<<<<

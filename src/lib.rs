//! Juicity: QUIC-based proxy protocol
//!
//! A client multiplexes TCP tunnels and UDP sessions over one QUIC connection to the
//! server. The connection authenticates on a unidirectional stream with a token derived
//! from TLS keying material; every bidirectional stream carries one proxy request.
//!
//! ## Quick Start
//!
//! ### As a Library
//!
//! ```rust,no_run
//! use juicity::transports::quic::{ClientTlsOptions, QuicDialer};
//! use juicity::{Address, Client, ClientOptions, CongestionControl};
//! use tokio::io::AsyncWriteExt;
//!
//! #[tokio::main]
//! async fn main() -> Result<(), Box<dyn std::error::Error>> {
//!     let dialer = QuicDialer::new(
//!         "example.com:443",
//!         ClientTlsOptions {
//!             server_name: "example.com".into(),
//!             alpn: vec!["h3".into()],
//!             allow_insecure: false,
//!         },
//!     )?;
//!     let client = Client::new(
//!         dialer,
//!         ClientOptions {
//!             uuid: "00000000-0000-0000-0000-000000000001".parse()?,
//!             password: "secret".into(),
//!             congestion_control: CongestionControl::Bbr,
//!         },
//!     );
//!
//!     let mut stream = client.dial_tcp("example.org:80".parse()?).await?;
//!     stream.write_all(b"GET / HTTP/1.0\r\n\r\n").await?;
//!     Ok(())
//! }
//! ```
//!
//! ### As a Command-Line Tool
//!
//! ```bash
//! # Run the server
//! juicity server --config server.toml
//!
//! # Run a local SOCKS5 proxy forwarding through the server
//! juicity client --config client.toml
//! ```
//!
//! ## Architecture
//!
//! ```text
//! ┌─────────────┐ SOCKS5 ┌──────────────┐  QUIC  ┌──────────────┐  TCP/UDP  ┌─────────┐
//! │ Application │───────▶│    Client    │───────▶│   Service    │─────────▶│ Target  │
//! └─────────────┘        └──────────────┘        └──────────────┘          └─────────┘
//!                         uni: authenticate       ServerSession
//!                         bi:  one request each   ServiceHandler
//! ```

pub mod address;
pub mod auth;
pub mod client;
pub mod config;
pub mod congestion;
pub mod error;
pub mod outbound;
pub mod packet;
pub mod protocol;
pub mod server;
pub mod socks5;
pub mod socks_udp;
pub mod stream;
pub mod transport;
pub mod transports;

pub use address::Address;
pub use auth::UserDirectory;
pub use client::{Client, ClientOptions};
pub use config::{ClientConfig, ServerConfig};
pub use congestion::CongestionControl;
pub use error::{Error, Result};
pub use outbound::DirectHandler;
pub use packet::PacketStream;
pub use protocol::Network;
pub use server::{ServerSession, Service, ServiceHandler, ServiceOptions};
pub use stream::{ClientStream, ServerStream};
pub use transport::{Connection, Dialer, Listener};

/// Crate version
pub const VERSION: &str = env!("CARGO_PKG_VERSION");
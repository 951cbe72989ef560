//! In-process transport
//!
//! Connection pairs wired together with [`tokio::io::duplex`] pipes. Keying material is
//! HKDF-SHA256 over a random secret shared by both ends of a pair, so client and server
//! derive the same bytes just like after a real TLS handshake.
//!
//! Used by the test suite and handy for embedding both sides in one process.

use std::future::Future;
use std::io;
use std::net::SocketAddr;
use std::pin::Pin;
use std::sync::atomic::{AtomicUsize, Ordering};
use std::sync::{Arc, Mutex};
use std::task::{Context, Poll};

use async_trait::async_trait;
use log::trace;
use ring::hkdf;
use tokio::io::{AsyncRead, AsyncWrite, DuplexStream, ReadBuf, ReadHalf, WriteHalf};
use tokio::sync::mpsc;
use tokio_util::sync::{CancellationToken, WaitForCancellationFutureOwned};

use crate::congestion::CongestionControl;
use crate::error::{Error, Result};
use crate::transport::{Connection, Dialer, Listener, RecvStream};

/// Per-direction pipe capacity of one stream.
const STREAM_BUFFER: usize = 256 * 1024;

struct PairState {
    secret: [u8; 32],
    closed: CancellationToken,
    close_calls: AtomicUsize,
    close_code: Mutex<Option<u32>>,
}

fn connection_lost() -> Error {
    Error::ConnectionLost("memory connection closed".into())
}

fn aborted() -> io::Error {
    io::Error::new(io::ErrorKind::ConnectionAborted, "memory connection closed")
}

pub struct MemorySendStream {
    inner: WriteHalf<DuplexStream>,
    token: CancellationToken,
    closed: Pin<Box<WaitForCancellationFutureOwned>>,
}

impl MemorySendStream {
    fn new(inner: WriteHalf<DuplexStream>, token: &CancellationToken) -> Self {
        Self {
            inner,
            token: token.clone(),
            closed: Box::pin(token.clone().cancelled_owned()),
        }
    }

    fn poll_closed(&mut self, cx: &mut Context<'_>) -> bool {
        self.token.is_cancelled() || self.closed.as_mut().poll(cx).is_ready()
    }
}

impl AsyncWrite for MemorySendStream {
    fn poll_write(mut self: Pin<&mut Self>, cx: &mut Context<'_>, buf: &[u8]) -> Poll<io::Result<usize>> {
        if self.token.is_cancelled() {
            return Poll::Ready(Err(aborted()));
        }
        match Pin::new(&mut self.inner).poll_write(cx, buf) {
            Poll::Pending if self.poll_closed(cx) => Poll::Ready(Err(aborted())),
            other => other,
        }
    }

    fn poll_flush(mut self: Pin<&mut Self>, cx: &mut Context<'_>) -> Poll<io::Result<()>> {
        Pin::new(&mut self.inner).poll_flush(cx)
    }

    fn poll_shutdown(mut self: Pin<&mut Self>, cx: &mut Context<'_>) -> Poll<io::Result<()>> {
        Pin::new(&mut self.inner).poll_shutdown(cx)
    }
}

pub struct MemoryRecvStream {
    inner: ReadHalf<DuplexStream>,
    token: CancellationToken,
    closed: Pin<Box<WaitForCancellationFutureOwned>>,
    stopped: Option<u32>,
}

impl MemoryRecvStream {
    fn new(inner: ReadHalf<DuplexStream>, token: &CancellationToken) -> Self {
        Self {
            inner,
            token: token.clone(),
            closed: Box::pin(token.clone().cancelled_owned()),
            stopped: None,
        }
    }

    /// Error code passed to [`RecvStream::stop`], if the stream was stopped.
    pub fn stopped(&self) -> Option<u32> {
        self.stopped
    }
}

impl AsyncRead for MemoryRecvStream {
    fn poll_read(mut self: Pin<&mut Self>, cx: &mut Context<'_>, buf: &mut ReadBuf<'_>) -> Poll<io::Result<()>> {
        if self.stopped.is_some() {
            return Poll::Ready(Err(io::Error::new(io::ErrorKind::NotConnected, "stream stopped")));
        }
        if self.token.is_cancelled() {
            return Poll::Ready(Err(aborted()));
        }
        match Pin::new(&mut self.inner).poll_read(cx, buf) {
            Poll::Pending if self.closed.as_mut().poll(cx).is_ready() => Poll::Ready(Err(aborted())),
            other => other,
        }
    }
}

impl RecvStream for MemoryRecvStream {
    fn stop(&mut self, code: u32) {
        self.stopped.get_or_insert(code);
    }
}

type BiStream = (MemorySendStream, MemoryRecvStream);

/// One end of an in-process connection.
pub struct MemoryConnection {
    state: Arc<PairState>,
    remote: SocketAddr,
    peer_bi: mpsc::UnboundedSender<BiStream>,
    peer_uni: mpsc::UnboundedSender<MemoryRecvStream>,
    incoming_bi: tokio::sync::Mutex<mpsc::UnboundedReceiver<BiStream>>,
    incoming_uni: tokio::sync::Mutex<mpsc::UnboundedReceiver<MemoryRecvStream>>,
}

/// Creates both ends of a connection. The first element is the client end.
pub fn connection_pair(client_addr: SocketAddr, server_addr: SocketAddr) -> (MemoryConnection, MemoryConnection) {
    let state = Arc::new(PairState {
        secret: rand::random(),
        closed: CancellationToken::new(),
        close_calls: AtomicUsize::new(0),
        close_code: Mutex::new(None),
    });
    let (client_bi_tx, client_bi_rx) = mpsc::unbounded_channel();
    let (client_uni_tx, client_uni_rx) = mpsc::unbounded_channel();
    let (server_bi_tx, server_bi_rx) = mpsc::unbounded_channel();
    let (server_uni_tx, server_uni_rx) = mpsc::unbounded_channel();

    let client = MemoryConnection {
        state: Arc::clone(&state),
        remote: server_addr,
        peer_bi: server_bi_tx,
        peer_uni: server_uni_tx,
        incoming_bi: tokio::sync::Mutex::new(client_bi_rx),
        incoming_uni: tokio::sync::Mutex::new(client_uni_rx),
    };
    let server = MemoryConnection {
        state,
        remote: client_addr,
        peer_bi: client_bi_tx,
        peer_uni: client_uni_tx,
        incoming_bi: tokio::sync::Mutex::new(server_bi_rx),
        incoming_uni: tokio::sync::Mutex::new(server_uni_rx),
    };
    (client, server)
}

impl MemoryConnection {
    /// How many times `close` has been called on either end.
    pub fn close_count(&self) -> usize {
        self.state.close_calls.load(Ordering::SeqCst)
    }

    /// Error code of the first close.
    pub fn close_code(&self) -> Option<u32> {
        *self.state.close_code.lock().unwrap_or_else(|e| e.into_inner())
    }

    /// Resolves once either end closed the connection.
    pub async fn closed(&self) {
        self.state.closed.cancelled().await
    }

    fn check_open(&self) -> Result<()> {
        if self.state.closed.is_cancelled() {
            Err(connection_lost())
        } else {
            Ok(())
        }
    }
}

struct OkmLen(usize);

impl hkdf::KeyType for OkmLen {
    fn len(&self) -> usize {
        self.0
    }
}

#[async_trait]
impl Connection for MemoryConnection {
    type SendHalf = MemorySendStream;
    type RecvHalf = MemoryRecvStream;

    async fn open_uni(&self) -> Result<MemorySendStream> {
        self.check_open()?;
        let (local, remote) = tokio::io::duplex(STREAM_BUFFER);
        let (_, local_write) = tokio::io::split(local);
        let (remote_read, _) = tokio::io::split(remote);
        let token = &self.state.closed;
        self.peer_uni
            .send(MemoryRecvStream::new(remote_read, token))
            .map_err(|_| connection_lost())?;
        Ok(MemorySendStream::new(local_write, token))
    }

    async fn open_bi(&self) -> Result<BiStream> {
        self.check_open()?;
        let (local, remote) = tokio::io::duplex(STREAM_BUFFER);
        let (local_read, local_write) = tokio::io::split(local);
        let (remote_read, remote_write) = tokio::io::split(remote);
        let token = &self.state.closed;
        self.peer_bi
            .send((
                MemorySendStream::new(remote_write, token),
                MemoryRecvStream::new(remote_read, token),
            ))
            .map_err(|_| connection_lost())?;
        Ok((
            MemorySendStream::new(local_write, token),
            MemoryRecvStream::new(local_read, token),
        ))
    }

    async fn accept_uni(&self) -> Result<MemoryRecvStream> {
        let mut incoming = self.incoming_uni.lock().await;
        tokio::select! {
            biased;
            _ = self.state.closed.cancelled() => Err(connection_lost()),
            stream = incoming.recv() => stream.ok_or_else(connection_lost),
        }
    }

    async fn accept_bi(&self) -> Result<BiStream> {
        let mut incoming = self.incoming_bi.lock().await;
        tokio::select! {
            biased;
            _ = self.state.closed.cancelled() => Err(connection_lost()),
            stream = incoming.recv() => stream.ok_or_else(connection_lost),
        }
    }

    fn export_keying_material(&self, output: &mut [u8], label: &[u8], context: &[u8]) -> Result<()> {
        let prk = hkdf::Salt::new(hkdf::HKDF_SHA256, label).extract(&self.state.secret);
        let info = [context];
        let okm = prk
            .expand(&info, OkmLen(output.len()))
            .map_err(|_| Error::KeyingMaterial)?;
        okm.fill(output).map_err(|_| Error::KeyingMaterial)
    }

    fn remote_address(&self) -> SocketAddr {
        self.remote
    }

    fn is_closed(&self) -> bool {
        self.state.closed.is_cancelled()
    }

    fn close(&self, code: u32, reason: &[u8]) {
        let calls = self.state.close_calls.fetch_add(1, Ordering::SeqCst);
        trace!("memory connection close #{} code={} reason={:?}", calls + 1, code, reason);
        self.state
            .close_code
            .lock()
            .unwrap_or_else(|e| e.into_inner())
            .get_or_insert(code);
        self.state.closed.cancel();
    }
}

/// Client end of an in-process endpoint.
pub struct MemoryDialer {
    server_addr: SocketAddr,
    incoming: mpsc::UnboundedSender<MemoryConnection>,
    listener_closed: CancellationToken,
    dials: AtomicUsize,
    congestion: Mutex<Vec<CongestionControl>>,
}

impl MemoryDialer {
    /// Number of connections dialed so far.
    pub fn dial_count(&self) -> usize {
        self.dials.load(Ordering::SeqCst)
    }

    /// Congestion policy installed on every dialed connection, in dial order.
    pub fn congestion_history(&self) -> Vec<CongestionControl> {
        self.congestion.lock().unwrap_or_else(|e| e.into_inner()).clone()
    }
}

#[async_trait]
impl Dialer for MemoryDialer {
    type Connection = MemoryConnection;

    async fn dial(&self, congestion: CongestionControl) -> Result<MemoryConnection> {
        if self.listener_closed.is_cancelled() {
            return Err(Error::Transport("connection refused".into()));
        }
        let n = self.dials.fetch_add(1, Ordering::SeqCst);
        let client_addr = SocketAddr::from(([127, 0, 0, 1], 40000u16.wrapping_add(n as u16)));
        let (client, server) = connection_pair(client_addr, self.server_addr);
        self.congestion
            .lock()
            .unwrap_or_else(|e| e.into_inner())
            .push(congestion);
        self.incoming
            .send(server)
            .map_err(|_| Error::Transport("connection refused".into()))?;
        Ok(client)
    }
}

/// Server end of an in-process endpoint.
pub struct MemoryListener {
    local: SocketAddr,
    incoming: tokio::sync::Mutex<mpsc::UnboundedReceiver<MemoryConnection>>,
    closed: CancellationToken,
}

#[async_trait]
impl Listener for MemoryListener {
    type Connection = MemoryConnection;

    async fn accept(&self) -> Result<MemoryConnection> {
        let mut incoming = self.incoming.lock().await;
        tokio::select! {
            biased;
            _ = self.closed.cancelled() => Err(Error::Canceled),
            conn = incoming.recv() => conn.ok_or(Error::Canceled),
        }
    }

    fn local_addr(&self) -> Result<SocketAddr> {
        Ok(self.local)
    }

    fn close(&self) {
        self.closed.cancel();
    }
}

/// Creates a dialer and the listener it connects to.
pub fn endpoint(server_addr: SocketAddr) -> (MemoryDialer, MemoryListener) {
    let (tx, rx) = mpsc::unbounded_channel();
    let closed = CancellationToken::new();
    let dialer = MemoryDialer {
        server_addr,
        incoming: tx,
        listener_closed: closed.clone(),
        dials: AtomicUsize::new(0),
        congestion: Mutex::new(Vec::new()),
    };
    let listener = MemoryListener {
        local: server_addr,
        incoming: tokio::sync::Mutex::new(rx),
        closed,
    };
    (dialer, listener)
}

>>>>

■ **Instructions for the task**
Show each line in the listing above that has "WriteHalf".

■ **Response**
use tokio::io::{AsyncRead, AsyncWrite, DuplexStream, ReadBuf, ReadHalf, WriteHalf};
    inner: WriteHalf<DuplexStream>,
    fn new(inner: WriteHalf<DuplexStream>, token: &CancellationToken) -> Self {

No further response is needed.